Читаем В глубь фантастического. Отраженные камни полностью

Еще один снятый кожный покров служит фронтисписом к «Anatomia reformata» Томаса Бартолина (Лейден, 1651)[70]

. Кожа держится на двух гвоздях, подцепивших ее за плечи. Она расправлена вширь, как рубище, развешенное для просушки. Ужас в том, что она не пуста: с кромки свисают голова, ноги и руки — невредимые, тяжелые, каким-то чудом сохранившиеся. Голова никнет под собственной тяжестью. Длинная прядь черных волос почти касается заголовка книги, напечатанного посередине этого ненужного теперь мешка, служившего вместилищем для человека.
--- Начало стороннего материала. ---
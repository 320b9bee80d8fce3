//! Client configuration.
//!
//! Everything that used to be implied by the global configuration directory
//! lives in [`PocketConfig`], which is handed to the credential store and the
//! authorization flow when they are built.
//!
//! # Storage Location
//!
//! The configuration directory is `~/.config/pocket` on Linux, the matching
//! platform directory elsewhere. An optional `config.toml` in that directory
//! overrides the defaults:
//!
//! ```toml
//! api_base_url = "https://getpocket.com"
//! callback_timeout_secs = 300
//! log_level = "info"
//! ```

use directories::ProjectDirs;
use serde::{Deserialize, Serialize};
use std::path::{Path, PathBuf};
use std::time::Duration;
use thiserror::Error;

/// Name of the optional configuration file inside the configuration directory.
pub const CONFIG_FILE_NAME: &str = "config.toml";

/// Default base URL of the Pocket service.
pub const DEFAULT_API_BASE_URL: &str = "https://getpocket.com";

/// Error type for configuration loading.
#[derive(Debug, Error)]
pub enum ConfigError {
    /// No home/configuration directory could be determined.
    #[error("configuration directory not available")]
    ConfigDirUnavailable,

    /// The configuration directory could not be created.
    #[error("failed to create configuration directory {path}: {source}")]
    CreateDir {
        path: PathBuf,
        #[source]
        source: std::io::Error,
    },

    /// The configuration file exists but could not be read.
    #[error("failed to read {path}: {source}")]
    Read {
        path: PathBuf,
        #[source]
        source: std::io::Error,
    },

    /// The configuration file is not valid TOML for [`PocketConfig`].
    #[error("failed to parse {path}: {source}")]
    Parse {
        path: PathBuf,
        #[source]
        source: toml::de::Error,
    },
}

/// Configuration shared by the credential store and the authorization flow.
#[derive(Debug, Clone, Serialize, Deserialize, PartialEq)]
#[serde(default)]
pub struct PocketConfig {
    /// Directory holding the consumer key and authorization record.
    #[serde(skip)]
    pub config_dir: PathBuf,

    /// File holding the consumer key, relative to `config_dir`.
    pub consumer_key_file: PathBuf,

    /// File holding the authorization record, relative to `config_dir`.
    pub auth_file: PathBuf,

    /// Base URL of the Pocket service.
    pub api_base_url: String,

    /// Host the callback listener binds to.
    pub callback_host: String,

    /// How long to wait for the browser callback. Waits forever when unset.
    pub callback_timeout_secs: Option<u64>,

    /// Default logging filter for the binary.
    pub log_level: String,
}

impl Default for PocketConfig {
    fn default() -> Self {
        Self {
            config_dir: PathBuf::new(),
            consumer_key_file: PathBuf::from("consumer_key"),
            auth_file: PathBuf::from("auth.json"),
            api_base_url: DEFAULT_API_BASE_URL.to_string(),
            callback_host: "127.0.0.1".to_string(),
            callback_timeout_secs: None,
            log_level: "warn".to_string(),
        }
    }
}

impl PocketConfig {
    /// Default configuration rooted at the given directory.
    pub fn with_dir(config_dir: impl Into<PathBuf>) -> Self {
        Self {
            config_dir: config_dir.into(),
            ..Self::default()
        }
    }

    /// The platform configuration directory for the client.
    pub fn default_dir() -> Result<PathBuf, ConfigError> {
        let dirs = ProjectDirs::from("", "", "pocket").ok_or(ConfigError::ConfigDirUnavailable)?;
        Ok(dirs.config_dir().to_path_buf())
    }

    /// Load the configuration and make sure its directory exists.
    ///
    /// `dir_override` replaces the platform directory. The `config.toml`
    /// inside the directory is optional.
    pub fn load(dir_override: Option<&Path>) -> Result<Self, ConfigError> {
        let config_dir = match dir_override {
            Some(dir) => dir.to_path_buf(),
            None => Self::default_dir()?,
        };

        std::fs::create_dir_all(&config_dir).map_err(|source| ConfigError::CreateDir {
            path: config_dir.clone(),
            source,
        })?;

        let config_path = config_dir.join(CONFIG_FILE_NAME);
        let mut config: PocketConfig = if config_path.exists() {
            let contents =
                std::fs::read_to_string(&config_path).map_err(|source| ConfigError::Read {
                    path: config_path.clone(),
                    source,
                })?;
            toml::from_str(&contents).map_err(|source| ConfigError::Parse {
                path: config_path.clone(),
                source,
            })?
        } else {
            PocketConfig::default()
        };

        config.config_dir = config_dir;
        tracing::debug!("Loaded configuration rooted at {:?}", config.config_dir);

        Ok(config)
    }

    /// Path of the consumer key file.
    pub fn consumer_key_path(&self) -> PathBuf {
        self.config_dir.join(&self.consumer_key_file)
    }

    /// Path of the authorization record file.
    pub fn auth_path(&self) -> PathBuf {
        self.config_dir.join(&self.auth_file)
    }

    /// Callback wait limit, if any.
    pub fn callback_timeout(&self) -> Option<Duration> {
        self.callback_timeout_secs.map(Duration::from_secs)
    }
}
Смотрю я и на экорше с гусарской выправкой в изображении Пьетро Берретини да Кортона (1741). Он присел на каменные ступени, которые, кстати, поддерживают стекло, закрывающее часть его внутренностей. Глаз его сверкает — единственный, ибо второй спрятан под кожей лба, рассеченной вдоль надбровной дуги, вывернутой наизнанку и упавшей ниже восхитительно очерченного рта. Кожа спины представляется чем-то вроде мундира, а вздернутая мышца лопатки напоминает эполет спесивого вояки. Левой рукой он придерживает опирающееся на обнаженную мышцу бедра овальное зеркало, оправленное в раму изящной работы. В этом зеркале (или в картине) виден он сам, на сей раз в профиль: голова совершенно цела, зато от уха до основания шеи просвечивают все артерии, вены и внутренние органы. Отражение (не точнее ли сказать: портрет?) слегка развернуто назад, как будто человек в медальоне старается рассмотреть своего близнеца с закинутой головой, кудрявыми волосами и единственным гордым глазом, который, кажется, велит не замечать второго, скрытого чудовищным бельмом.

Как видно, этой эпохе не чужда бравада. Скелеты Бернарда Зигфрида Альбинуса (1747) выглядят столь же самодовольными. Один из них возвышается среди буйных зарослей; левая рука простерта, а открытая ладонь правой словно подчеркивает очевидность аргумента. Порхающий в воздухе ангелочек готов окутать его плечи торжественной мантией из тяжелого шелка, о великолепии которой красноречиво свидетельствуют четко прорисованные складки. На костях другого скелета кое-где еще сохранились остатки связок и сухожилий, а целая диафрагма похожа на половинку расколотой ненароком скорлупы яйца. Этот скелет благороден, горд и отчасти даже свиреп. Он покровительственно простирает руку над непонятным гиппопотамом (впрочем, равнодушным), чья шершавая шкура контрастирует с безупречным костяком, а маленькие глазки — с огромными пустыми глазницами скелета.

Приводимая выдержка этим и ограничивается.